/**
 * Piecewise-linear fit through tabulated rate data. Off the ends of the
 * table the end segment is extended, so extrapolation is linear in the
 * table's own coordinates.
 */
pub struct LinearSpline {
    x: Vec<f64>,
    y: Vec<f64>,
}




// ============================================================================
impl LinearSpline {

    /// Points must be sorted by abscissa and contain at least two entries.
    pub fn new(points: Vec<(f64, f64)>) -> Self {
        assert!(points.len() >= 2, "spline needs at least two points");
        let (x, y) = points.into_iter().unzip();
        Self { x, y }
    }

    pub fn interpolate(&self, t: f64) -> f64 {
        let seg = segment(&self.x, t);
        let h = self.x[seg + 1] - self.x[seg];
        let b = (t - self.x[seg]) / h;
        self.y[seg] * (1.0 - b) + self.y[seg + 1] * b
    }
}




/**
 * Natural cubic spline through tabulated data. Off the ends the curve is
 * continued linearly along the end tangent.
 */
pub struct CubicSpline {
    x: Vec<f64>,
    y: Vec<f64>,
    y2: Vec<f64>,
}




// ============================================================================
impl CubicSpline {

    /// Points must be sorted by abscissa and contain at least three entries.
    pub fn new(points: Vec<(f64, f64)>) -> Self {
        assert!(points.len() >= 3, "cubic spline needs at least three points");
        let (x, y): (Vec<f64>, Vec<f64>) = points.into_iter().unzip();
        let n = x.len();

        let mut y2 = vec![0.0; n];
        let mut u = vec![0.0; n];
        for i in 1..n - 1 {
            let sig = (x[i] - x[i - 1]) / (x[i + 1] - x[i - 1]);
            let p = sig * y2[i - 1] + 2.0;
            y2[i] = (sig - 1.0) / p;
            u[i] = (y[i + 1] - y[i]) / (x[i + 1] - x[i]) - (y[i] - y[i - 1]) / (x[i] - x[i - 1]);
            u[i] = (6.0 * u[i] / (x[i + 1] - x[i - 1]) - sig * u[i - 1]) / p;
        }
        for k in (0..n - 1).rev() {
            y2[k] = y2[k] * y2[k + 1] + u[k];
        }

        Self { x, y, y2 }
    }

    pub fn interpolate(&self, t: f64) -> f64 {
        let n = self.x.len();
        if t < self.x[0] {
            return self.y[0] + self.derivative_at(0, self.x[0]) * (t - self.x[0]);
        }
        if t > self.x[n - 1] {
            return self.y[n - 1] + self.derivative_at(n - 2, self.x[n - 1]) * (t - self.x[n - 1]);
        }
        let seg = segment(&self.x, t);
        let h = self.x[seg + 1] - self.x[seg];
        let a = (self.x[seg + 1] - t) / h;
        let b = (t - self.x[seg]) / h;
        a * self.y[seg]
            + b * self.y[seg + 1]
            + ((a * a * a - a) * self.y2[seg] + (b * b * b - b) * self.y2[seg + 1]) * h * h / 6.0
    }

    fn derivative_at(&self, seg: usize, t: f64) -> f64 {
        let h = self.x[seg + 1] - self.x[seg];
        let a = (self.x[seg + 1] - t) / h;
        let b = (t - self.x[seg]) / h;
        (self.y[seg + 1] - self.y[seg]) / h
            - (3.0 * a * a - 1.0) / 6.0 * h * self.y2[seg]
            + (3.0 * b * b - 1.0) / 6.0 * h * self.y2[seg + 1]
    }
}

/// Index of the table segment containing (or, off the ends, nearest to) t.
fn segment(x: &[f64], t: f64) -> usize {
    let n = x.len();
    match x.binary_search_by(|v| v.partial_cmp(&t).unwrap()) {
        Ok(i) => i.min(n - 2),
        Err(0) => 0,
        Err(i) => (i - 1).min(n - 2),
    }
}




// ============================================================================
#[cfg(test)]
mod test {
    use super::{CubicSpline, LinearSpline};

    #[test]
    fn linear_spline_interpolates_between_knots() {
        let spline = LinearSpline::new(vec![(0.0, 0.0), (1.0, 2.0), (2.0, 0.0)]);
        assert!((spline.interpolate(0.5) - 1.0).abs() < 1e-14);
        assert!((spline.interpolate(1.5) - 1.0).abs() < 1e-14);
    }

    #[test]
    fn linear_spline_extrapolates_the_end_segments() {
        let spline = LinearSpline::new(vec![(0.0, 0.0), (1.0, 1.0)]);
        assert!((spline.interpolate(3.0) - 3.0).abs() < 1e-14);
        assert!((spline.interpolate(-1.0) + 1.0).abs() < 1e-14);
    }

    #[test]
    fn cubic_spline_passes_through_the_knots() {
        let points: Vec<_> = (0..6).map(|i| (i as f64, (i as f64).sin())).collect();
        let spline = CubicSpline::new(points.clone());
        for (x, y) in points {
            assert!((spline.interpolate(x) - y).abs() < 1e-12);
        }
    }

    #[test]
    fn cubic_spline_is_exact_on_straight_lines() {
        let points: Vec<_> = (0..5).map(|i| (i as f64, 3.0 * i as f64 + 1.0)).collect();
        let spline = CubicSpline::new(points);
        assert!((spline.interpolate(2.5) - 8.5).abs() < 1e-12);
        assert!((spline.interpolate(7.0) - 22.0).abs() < 1e-12);
    }
}
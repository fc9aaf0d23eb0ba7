use crate::partition::{send_id, PartitionExchange};
use crate::star::Star;

pub const NUM_FIELDS: usize = 7;

/// Indices into the primitive / conservative / snapshot / source-term
/// vectors held by every cell.
pub mod uid {
    pub const DEN: usize = 0;
    pub const PRE: usize = 1;
    pub const VEL0: usize = 2;
    pub const VEL1: usize = 3;
    pub const VEL2: usize = 4;
    pub const HII: usize = 5;
    pub const ADV: usize = 6;
}

/// Indices into the thermodynamic scratch vector.
pub mod tid {
    pub const COL_DEN: usize = 0;
    pub const DCOL_DEN: usize = 1;
    pub const RATE: usize = 2;
    pub const HEAT: usize = 3;
    pub const N: usize = 4;
}

/// Indices into the radiative-transfer scratch vector.
pub mod rid {
    pub const TAU: usize = 0;
    pub const DTAU: usize = 1;
    pub const N: usize = 2;
}

/// Indices into the per-mechanism heating/cooling diagnostic vector.
pub mod hid {
    pub const FUVH: usize = 0;
    pub const IRH: usize = 1;
    pub const CRH: usize = 2;
    pub const IMLC: usize = 3;
    pub const NMLC: usize = 4;
    pub const CEHI: usize = 5;
    pub const CIEC: usize = 6;
    pub const NMC: usize = 7;
    pub const RHII: usize = 8;
    pub const EUVH: usize = 9;
    pub const TOT: usize = 10;
    pub const N: usize = 11;
}

/// External boundary handling on the non-partition faces of the domain.
#[derive(Clone, Copy, Debug, PartialEq, Eq)]
pub enum BoundaryCondition {
    Free,
    Reflecting,
}

impl BoundaryCondition {
    pub fn from_name(name: &str) -> Option<Self> {
        match name.to_ascii_uppercase().as_str() {
            "FREE" | "OUTFLOW" => Some(Self::Free),
            "REFLECTING" => Some(Self::Reflecting),
            _ => None,
        }
    }
}




/**
 * One finite-volume cell. Cells are stored in a flat arena and refer to each
 * other by integer index, never by pointer. The four `neighbour_ids` are the
 * upwind cells with respect to rays from the radiation source, with
 * interpolation weights that sum to one; both are precomputed once at
 * start-up so the per-step column-density sweep is a single linear scan.
 */
#[derive(Clone)]
pub struct GridCell {
    pub index: [i64; 3],
    pub xc: [f64; 3],
    pub ds: f64,
    pub q: [f64; NUM_FIELDS],
    pub u: [f64; NUM_FIELDS],
    pub w: [f64; NUM_FIELDS],
    pub udot: [f64; NUM_FIELDS],
    pub grav: [f64; 3],
    pub t: [f64; tid::N],
    pub r: [f64; rid::N],
    pub h: [f64; hid::N],
    pub neighbour_ids: [Option<usize>; 4],
    pub neighbour_weights: [f64; 4],
    pub t_min: f64,
    pub heat_capacity_ratio: f64,
}

impl GridCell {
    fn new(index: [i64; 3]) -> Self {
        Self {
            index,
            xc: [index[0] as f64, index[1] as f64, index[2] as f64],
            ds: 0.0,
            q: [0.0; NUM_FIELDS],
            u: [0.0; NUM_FIELDS],
            w: [0.0; NUM_FIELDS],
            udot: [0.0; NUM_FIELDS],
            grav: [0.0; 3],
            t: [0.0; tid::N],
            r: [0.0; rid::N],
            h: [0.0; hid::N],
            neighbour_ids: [None; 4],
            neighbour_weights: [0.0; 4],
            t_min: 0.0,
            heat_capacity_ratio: 5.0 / 3.0,
        }
    }

    pub fn info(&self) -> String {
        format!(
            "cell ({}, {}, {}): Q = {:?}, U = {:?}, UDOT = {:?}",
            self.index[0], self.index[1], self.index[2], self.q, self.u, self.udot
        )
    }
}




/**
 * Rectilinear cell container for one rank's slab of the global domain. The
 * grid is decomposed along axis 0; each rank owns a contiguous range of
 * columns plus ghost rings deep enough for the hydro stencil. Iteration is
 * by named ordering: plain index order for local updates, and causal
 * (source-outward) order for the ray-traced sweeps.
 */
pub struct Grid {
    pub nd: usize,
    pub ncells: [usize; 3],
    pub side_length: f64,
    pub dx: [f64; 3],
    pub current_time: f64,
    pub deltatime: f64,
    pub nghost: usize,
    pub left_bc: BoundaryCondition,
    pub right_bc: BoundaryCondition,
    pub partition: PartitionExchange,

    offset: i64,
    n_local: [usize; 3],
    ghosts: [usize; 3],
    extent: [usize; 3],
    cells: Vec<GridCell>,

    grid_cells: Vec<usize>,
    causal_wind: Vec<usize>,
    causal_non_wind: Vec<usize>,
    left_partition_cells: Vec<usize>,
    right_partition_cells: Vec<usize>,
}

------------------------------------------------------------------------

#### Exercise directions:
Report only how many lines in the entries above contain the string "least".

#### Answer for this exercise:
4